Dataset entries:
.....

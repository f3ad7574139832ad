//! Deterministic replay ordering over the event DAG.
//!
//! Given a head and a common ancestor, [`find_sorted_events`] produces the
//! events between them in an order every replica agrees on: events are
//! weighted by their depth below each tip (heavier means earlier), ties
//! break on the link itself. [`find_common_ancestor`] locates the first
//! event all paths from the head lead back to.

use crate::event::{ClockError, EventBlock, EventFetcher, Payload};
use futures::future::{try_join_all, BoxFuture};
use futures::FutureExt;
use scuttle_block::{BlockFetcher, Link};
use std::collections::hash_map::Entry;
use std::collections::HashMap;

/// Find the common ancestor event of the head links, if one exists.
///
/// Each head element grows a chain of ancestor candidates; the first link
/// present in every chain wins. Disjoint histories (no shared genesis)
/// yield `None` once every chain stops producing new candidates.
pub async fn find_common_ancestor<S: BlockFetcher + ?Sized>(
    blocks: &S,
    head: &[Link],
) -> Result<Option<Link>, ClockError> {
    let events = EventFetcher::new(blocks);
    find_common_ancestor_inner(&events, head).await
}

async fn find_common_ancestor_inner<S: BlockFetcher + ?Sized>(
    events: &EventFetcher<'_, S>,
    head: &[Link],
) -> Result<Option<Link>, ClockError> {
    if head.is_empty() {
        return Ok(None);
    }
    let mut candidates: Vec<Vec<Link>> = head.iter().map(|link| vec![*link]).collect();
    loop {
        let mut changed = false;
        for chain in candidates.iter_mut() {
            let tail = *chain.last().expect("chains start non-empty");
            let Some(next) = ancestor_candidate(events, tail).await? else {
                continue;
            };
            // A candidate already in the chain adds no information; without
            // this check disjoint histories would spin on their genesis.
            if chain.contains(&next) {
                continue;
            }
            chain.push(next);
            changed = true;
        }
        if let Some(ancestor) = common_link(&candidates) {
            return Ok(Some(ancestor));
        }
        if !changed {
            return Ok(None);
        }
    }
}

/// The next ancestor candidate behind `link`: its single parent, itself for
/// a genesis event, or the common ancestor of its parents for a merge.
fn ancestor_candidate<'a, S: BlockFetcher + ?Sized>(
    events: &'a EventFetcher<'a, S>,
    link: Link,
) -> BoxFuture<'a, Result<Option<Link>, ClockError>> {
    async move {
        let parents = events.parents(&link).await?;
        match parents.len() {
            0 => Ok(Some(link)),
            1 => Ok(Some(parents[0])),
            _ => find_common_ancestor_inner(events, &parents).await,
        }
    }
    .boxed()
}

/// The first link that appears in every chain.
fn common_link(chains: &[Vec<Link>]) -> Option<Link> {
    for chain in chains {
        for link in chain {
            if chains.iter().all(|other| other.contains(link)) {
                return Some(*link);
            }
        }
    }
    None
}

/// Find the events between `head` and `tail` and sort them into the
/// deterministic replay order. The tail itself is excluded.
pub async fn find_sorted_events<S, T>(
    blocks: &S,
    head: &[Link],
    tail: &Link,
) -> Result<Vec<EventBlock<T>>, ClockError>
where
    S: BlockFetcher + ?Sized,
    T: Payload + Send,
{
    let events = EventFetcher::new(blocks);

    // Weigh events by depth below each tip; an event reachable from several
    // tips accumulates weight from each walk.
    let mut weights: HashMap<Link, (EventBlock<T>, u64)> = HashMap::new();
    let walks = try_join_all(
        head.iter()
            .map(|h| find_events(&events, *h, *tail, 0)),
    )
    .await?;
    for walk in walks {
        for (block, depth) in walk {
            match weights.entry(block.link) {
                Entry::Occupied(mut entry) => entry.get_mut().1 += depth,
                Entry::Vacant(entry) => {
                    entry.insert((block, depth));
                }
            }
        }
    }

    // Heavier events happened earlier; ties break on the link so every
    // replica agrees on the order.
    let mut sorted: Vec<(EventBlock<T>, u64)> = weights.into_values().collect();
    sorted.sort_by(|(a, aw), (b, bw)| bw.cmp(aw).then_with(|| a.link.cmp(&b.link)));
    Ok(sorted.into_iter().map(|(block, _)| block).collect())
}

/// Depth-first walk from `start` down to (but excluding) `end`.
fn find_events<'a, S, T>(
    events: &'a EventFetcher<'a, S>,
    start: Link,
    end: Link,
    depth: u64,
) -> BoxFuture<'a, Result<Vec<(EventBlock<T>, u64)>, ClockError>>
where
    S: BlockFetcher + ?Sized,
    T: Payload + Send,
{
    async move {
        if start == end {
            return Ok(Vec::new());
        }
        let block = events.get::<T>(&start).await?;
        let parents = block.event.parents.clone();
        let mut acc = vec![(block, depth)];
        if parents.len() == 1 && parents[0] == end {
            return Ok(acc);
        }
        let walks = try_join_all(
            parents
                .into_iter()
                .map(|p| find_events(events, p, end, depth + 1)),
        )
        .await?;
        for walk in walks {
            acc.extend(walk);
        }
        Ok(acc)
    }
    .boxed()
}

.....

#### What is needed
Look through the records and gather each line with the word "candidates".

#### Finished task
/// Each head element grows a chain of ancestor candidates; the first link
/// yield `None` once every chain stops producing new candidates.
    let mut candidates: Vec<Vec<Link>> = head.iter().map(|link| vec![*link]).collect();
        for chain in candidates.iter_mut() {
        if let Some(ancestor) = common_link(&candidates) {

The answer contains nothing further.